[Source records]
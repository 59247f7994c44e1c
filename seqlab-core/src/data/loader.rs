//! CSV loader — turns an instrument export into a [`Dataset`].
//!
//! Loading rules, matching the upstream spreadsheet exports:
//! - `banner_rows` non-header lines are skipped before the header.
//! - The header's field count must match the instrument layout; names are
//!   overridden positionally (the exports carry duplicated/mistyped names).
//! - Data rows missing any required field (start point, position type, end
//!   point session) or with an unparsable date are dropped and counted in
//!   `Dataset::skipped_rows`.

use std::fs::File;
use std::path::Path;

use chrono::NaiveDate;
use csv::{ReaderBuilder, StringRecord};
use thiserror::Error;

use crate::data::catalog::Instrument;
use crate::data::dataset::Dataset;
use crate::data::schema::{validate_header, ColumnLayout};
use crate::domain::{SequenceRow, Weekday};

/// Errors from the data loading layer.
#[derive(Debug, Error)]
pub enum DataError {
    #[error("failed to open '{path}': {source}")]
    Io {
        path: String,
        #[source]
        source: std::io::Error,
    },

    #[error("CSV read error: {0}")]
    Csv(#[from] csv::Error),

    #[error("header mismatch: {0}")]
    Header(String),

    #[error("no data rows survived loading (all rows incomplete or file empty)")]
    Empty,
}

/// Load a dataset from a CSV export.
pub fn load_dataset(path: &Path, instrument: Instrument) -> Result<Dataset, DataError> {
    let file = File::open(path).map_err(|source| DataError::Io {
        path: path.display().to_string(),
        source,
    })?;
    load_from_reader(file, instrument)
}

/// Load a dataset from any reader. Split out so tests can feed strings.
pub fn load_from_reader<R: std::io::Read>(
    reader: R,
    instrument: Instrument,
) -> Result<Dataset, DataError> {
    let layout = instrument.layout();

    // has_headers(false) + flexible(true): the banner line (when present) has
    // an arbitrary field count, so header handling is done by hand.
    let mut csv_reader = ReaderBuilder::new()
        .has_headers(false)
        .flexible(true)
        .from_reader(reader);

    let mut records = csv_reader.records();

    for _ in 0..layout.banner_rows {
        match records.next() {
            Some(rec) => {
                rec?;
            }
            None => return Err(DataError::Empty),
        }
    }

    let header = match records.next() {
        Some(rec) => rec?,
        None => return Err(DataError::Empty),
    };
    let validation = validate_header(layout, header.len());
    if !validation.is_valid {
        return Err(DataError::Header(validation.errors.join("; ")));
    }

    let mut rows = Vec::new();
    let mut skipped = 0usize;
    for record in records {
        let record = record?;
        match parse_record(&record, layout) {
            Some(row) => rows.push(row),
            None => skipped += 1,
        }
    }

    if rows.is_empty() {
        return Err(DataError::Empty);
    }

    Ok(Dataset::new(instrument, rows, skipped))
}

/// Parse one data record. Returns `None` for rows the loader drops.
fn parse_record(record: &StringRecord, layout: &ColumnLayout) -> Option<SequenceRow> {
    if record.len() != layout.column_count() {
        return None;
    }

    let date = parse_date(cell(record, layout.date)?)?;
    let weekday = cell(record, layout.day).and_then(Weekday::parse);

    let row = SequenceRow {
        date,
        weekday,
        position_type: cell(record, layout.position_type)?.to_string(),
        start_point: cell(record, layout.start_point)?.to_string(),
        end_point_session: cell(record, layout.end_point_session)?.to_string(),
        adr_model: cell(record, layout.adr_model).map(str::to_string),
        odr_model: cell(record, layout.odr_model).map(str::to_string),
        rdr_model: cell(record, layout.rdr_model).map(str::to_string),
        adr_integrity: cell(record, layout.adr_integrity).map(str::to_string),
        odr_integrity: cell(record, layout.odr_integrity).map(str::to_string),
        model_combination: layout
            .model_combination
            .and_then(|idx| cell(record, idx))
            .map(str::to_string),
    };

    debug_assert!(row.has_required());
    Some(row)
}

/// Trimmed cell content; empty cells become `None`.
fn cell(record: &StringRecord, idx: usize) -> Option<&str> {
    let value = record.get(idx)?.trim();
    if value.is_empty() {
        None
    } else {
        Some(value)
    }
}

/// The exports mix US-style and ISO dates across years.
fn parse_date(s: &str) -> Option<NaiveDate> {
    NaiveDate::parse_from_str(s, "%m/%d/%Y")
        .or_else(|_| NaiveDate::parse_from_str(s, "%Y-%m-%d"))
        .ok()
}
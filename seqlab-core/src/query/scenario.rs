//! Scenario pipeline — filter, aggregate, and annotate one scenario's query.

use serde::Serialize;

use crate::data::dataset::Dataset;
use crate::domain::SequenceRow;
use crate::query::aggregate::{aggregate, OutcomeStat};
use crate::query::co_occurrence::{rank_rdr, CoOccurrence};
use crate::query::criteria::FilterCriteria;
use crate::query::predicate::filter_rows;

/// One ranked outcome with its most-frequent RDR model(s).
#[derive(Debug, Clone, PartialEq, Serialize)]
pub struct OutcomeBreakdown {
    #[serde(flatten)]
    pub stat: OutcomeStat,
    /// Every RDR model tied at the group maximum; empty when the group
    /// carries no RDR values.
    pub top_rdr: Vec<CoOccurrence>,
}

/// The full result bundle for one scenario.
#[derive(Debug, Clone, PartialEq, Serialize)]
pub struct ScenarioReport {
    /// Sorted by count descending, first-encounter order on ties.
    pub outcomes: Vec<OutcomeBreakdown>,
    /// Size of the filtered subset; equals the sum of outcome counts.
    pub total_count: usize,
}

/// Run one scenario over a dataset.
///
/// Returns `None` when no row matches — the expected empty state the caller
/// renders as "no matching data", never a failure. Criteria validity is
/// enforced at construction, so the pipeline itself cannot fail.
pub fn run_scenario(dataset: &Dataset, criteria: &FilterCriteria) -> Option<ScenarioReport> {
    let selected = filter_rows(dataset, criteria);
    let stats = aggregate(&selected)?;
    let total_count = selected.len();

    let outcomes = stats
        .into_iter()
        .map(|stat| {
            let group: Vec<&SequenceRow> = selected
                .iter()
                .copied()
                .filter(|row| row.end_point_session == stat.end_point_session)
                .collect();
            let top_rdr = rank_rdr(&group);
            OutcomeBreakdown { stat, top_rdr }
        })
        .collect();

    Some(ScenarioReport {
        outcomes,
        total_count,
    })
}
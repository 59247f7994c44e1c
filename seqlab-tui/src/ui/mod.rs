//! Top-level UI layout — two scenario panes, comparison footer, status bar.

pub mod comparison_panel;
pub mod scenario_panel;
pub mod status_bar;

use ratatui::layout::{Constraint, Direction, Layout};
use ratatui::widgets::{Block, Borders};
use ratatui::Frame;

use crate::app::AppState;
use crate::theme;

/// Draw the entire UI.
pub fn draw(f: &mut Frame, app: &AppState) {
    // Split: scenario panes + comparison footer + 1-line status bar.
    let chunks = Layout::default()
        .direction(Direction::Vertical)
        .constraints([
            Constraint::Min(10),
            Constraint::Length(4),
            Constraint::Length(1),
        ])
        .split(f.area());

    let columns = Layout::default()
        .direction(Direction::Horizontal)
        .constraints([Constraint::Percentage(50), Constraint::Percentage(50)])
        .split(chunks[0]);

    for pane_idx in 0..2 {
        let is_active = app.focused == pane_idx;
        let block = Block::default()
            .borders(Borders::ALL)
            .border_style(theme::panel_border(is_active))
            .title(format!(" Scenario {} ", pane_idx + 1))
            .title_style(theme::panel_title(is_active));
        let inner = block.inner(columns[pane_idx]);
        f.render_widget(block, columns[pane_idx]);
        scenario_panel::render(f, inner, app, pane_idx);
    }

    comparison_panel::render(f, chunks[1], app);
    status_bar::render(f, chunks[2], app);
}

__DIRECTIONS__: Lines holding the string "true" in the records above must be counted; give the number alone.

__THE COMPLETED TASK__: 2